▸ **Material provided**:
//! The pure state-reduction function for segment records.
//!
//! `reduce` is the only place record state transitions happen. Callers drive
//! it by dispatching events serially; [`crate::SegmentStore`] is the usual
//! host. It never performs I/O, never panics, and never mutates its inputs.

use crate::data::SegmentData;
use crate::event::SegmentEvent;
use crate::record::SegmentRecord;

/// Applies one event to the record state, returning the next state.
///
/// Transitions:
/// - `RequestStarted` discards any prior data and failure, marks the slot
///   fetching and adopts the event's uid. A refetch of the same uid clears
///   stale data before the new payload arrives.
/// - `RequestSucceeded` installs the payload and settles the fetch.
/// - `RequestFailed` settles the fetch with `failure` set, leaving `data`
///   exactly as it was.
/// - `FieldEdited` replaces a single leaf of the payload, creating missing
///   containers on demand; uid and fetch status are untouched.
#[must_use]
pub fn reduce(state: &SegmentRecord, event: &SegmentEvent) -> SegmentRecord {
    match event {
        SegmentEvent::RequestStarted { uid } => SegmentRecord {
            uid: Some(uid.clone()),
            data: None,
            failure: false,
            is_fetching: true,
        },
        SegmentEvent::RequestSucceeded { uid, payload } => SegmentRecord {
            uid: Some(uid.clone()),
            data: Some(payload.clone()),
            failure: false,
            is_fetching: false,
        },
        SegmentEvent::RequestFailed { uid } => SegmentRecord {
            uid: Some(uid.clone()),
            data: state.data.clone(),
            failure: true,
            is_fetching: false,
        },
        SegmentEvent::FieldEdited {
            data_type,
            segment_id,
            value,
        } => {
            let data = match &state.data {
                Some(data) => data.with_value(data_type, segment_id, value.clone()),
                None => SegmentData::new().with_value(data_type, segment_id, value.clone()),
            };
            SegmentRecord {
                data: Some(data),
                ..state.clone()
            }
        }
    }
}

#[cfg(test)]
mod tests {
    use super::*;
    use crate::record::FetchStatus;
    use crate::types::Uid;

    fn translation_pair() -> SegmentData {
        let mut data = SegmentData::new();
        data.insert("translation", "seg1", "a");
        data.insert("translation", "seg2", "b");
        data
    }

    #[test]
    fn request_started_resets_the_slate() {
        let dirty = SegmentRecord {
            uid: Some(Uid::new("old")),
            data: Some(translation_pair()),
            is_fetching: false,
            failure: true,
        };

        let next = reduce(&dirty, &SegmentEvent::request_started("new"));

        assert_eq!(next.uid, Some(Uid::new("new")));
        assert_eq!(next.data, None);
        assert!(!next.failure);
        assert!(next.is_fetching);
        assert_eq!(next.status(), FetchStatus::Fetching);
    }

    #[test]
    fn refetch_of_same_uid_discards_stale_data() {
        let loaded = reduce(
            &SegmentRecord::default(),
            &SegmentEvent::request_succeeded("u1", translation_pair()),
        );

        let refetching = reduce(&loaded, &SegmentEvent::request_started("u1"));

        assert_eq!(refetching.uid, Some(Uid::new("u1")));
        assert_eq!(refetching.data, None);
        assert!(refetching.is_fetching);
    }

    #[test]
    fn success_installs_payload_and_settles() {
        let fetching = reduce(&SegmentRecord::default(), &SegmentEvent::request_started("u1"));

        let next = reduce(
            &fetching,
            &SegmentEvent::request_succeeded("u1", translation_pair()),
        );

        assert_eq!(next.uid, Some(Uid::new("u1")));
        assert_eq!(next.value("translation", "seg1"), Some("a"));
        assert!(!next.failure);
        assert!(!next.is_fetching);
        assert_eq!(next.status(), FetchStatus::Loaded);
    }

    #[test]
    fn failure_settles_without_touching_data() {
        let loaded = reduce(
            &SegmentRecord::default(),
            &SegmentEvent::request_succeeded("u1", translation_pair()),
        );

        let next = reduce(&loaded, &SegmentEvent::request_failed("u1"));

        assert!(next.failure);
        assert!(!next.is_fetching);
        assert_eq!(next.uid, Some(Uid::new("u1")));
        assert_eq!(next.data, loaded.data);
        assert_eq!(next.status(), FetchStatus::Failed);
    }

    #[test]
    fn failure_after_request_leaves_data_empty() {
        let fetching = reduce(&SegmentRecord::default(), &SegmentEvent::request_started("u1"));

        let next = reduce(&fetching, &SegmentEvent::request_failed("u1"));

        assert_eq!(next.data, None);
        assert!(next.failure);
        assert_eq!(next.status(), FetchStatus::Failed);
    }

    #[test]
    fn edit_is_a_minimal_merge() {
        let loaded = reduce(
            &SegmentRecord::default(),
            &SegmentEvent::request_succeeded("u1", translation_pair()),
        );

        let next = reduce(
            &loaded,
            &SegmentEvent::field_edited("translation", "seg1", "x"),
        );

        assert_eq!(next.value("translation", "seg1"), Some("x"));
        assert_eq!(next.value("translation", "seg2"), Some("b"));
        assert_eq!(next.data.as_ref().map(SegmentData::len), Some(2));
    }

    #[test]
    fn edit_on_empty_data_materializes_containers() {
        let next = reduce(
            &SegmentRecord::default(),
            &SegmentEvent::field_edited("root", "seg1", "v"),
        );

        assert_eq!(next.value("root", "seg1"), Some("v"));
        assert_eq!(next.data.as_ref().map(SegmentData::len), Some(1));
    }

    #[test]
    fn edit_leaves_other_data_types_untouched() {
        let mut payload = translation_pair();
        payload.insert("root", "seg1", "r1");
        payload.insert("comment", "seg1", "c1");
        let loaded = reduce(
            &SegmentRecord::default(),
            &SegmentEvent::request_succeeded("u1", payload),
        );

        let next = reduce(
            &loaded,
            &SegmentEvent::field_edited("translation", "seg1", "x"),
        );

        assert_eq!(next.value("root", "seg1"), Some("r1"));
        assert_eq!(next.value("comment", "seg1"), Some("c1"));
    }

    #[test]
    fn edit_never_changes_uid_or_fetch_status() {
        let loaded = reduce(
            &SegmentRecord::default(),
            &SegmentEvent::request_succeeded("u1", translation_pair()),
        );

        let next = reduce(
            &loaded,
            &SegmentEvent::field_edited("translation", "seg2", "y"),
        );

        assert_eq!(next.uid, loaded.uid);
        assert_eq!(next.is_fetching, loaded.is_fetching);
        assert_eq!(next.failure, loaded.failure);
        assert_eq!(next.status(), FetchStatus::Loaded);
    }

    // The full navigation cycle: load, edit, navigate away, fail.
    #[test]
    fn full_navigation_cycle() {
        let s0 = SegmentRecord::default();

        let s1 = reduce(&s0, &SegmentEvent::request_started("uid-1"));
        assert_eq!(s1.uid, Some(Uid::new("uid-1")));
        assert_eq!(s1.data, None);
        assert!(!s1.failure);
        assert!(s1.is_fetching);

        let mut payload = SegmentData::new();
        payload.insert("translation", "s1", "hello");
        let s2 = reduce(&s1, &SegmentEvent::request_succeeded("uid-1", payload));
        assert_eq!(s2.uid, Some(Uid::new("uid-1")));
        assert_eq!(s2.value("translation", "s1"), Some("hello"));
        assert!(!s2.failure);
        assert!(!s2.is_fetching);

        let s3 = reduce(&s2, &SegmentEvent::field_edited("translation", "s1", "hi"));
        assert_eq!(s3.value("translation", "s1"), Some("hi"));
        assert_eq!(s3.uid, s2.uid);
        assert_eq!(s3.failure, s2.failure);
        assert_eq!(s3.is_fetching, s2.is_fetching);

        let s4 = reduce(&s3, &SegmentEvent::request_started("uid-2"));
        assert_eq!(s4.uid, Some(Uid::new("uid-2")));
        assert_eq!(s4.data, None);
        assert!(!s4.failure);
        assert!(s4.is_fetching);

        let s5 = reduce(&s4, &SegmentEvent::request_failed("uid-2"));
        assert_eq!(s5.uid, Some(Uid::new("uid-2")));
        assert_eq!(s5.data, None);
        assert!(s5.failure);
        assert!(!s5.is_fetching);
    }
}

▸ **Work to complete**:
How many lines above include the word "SegmentData"? Answer with the number alone.

▸ **Exercise result**:
7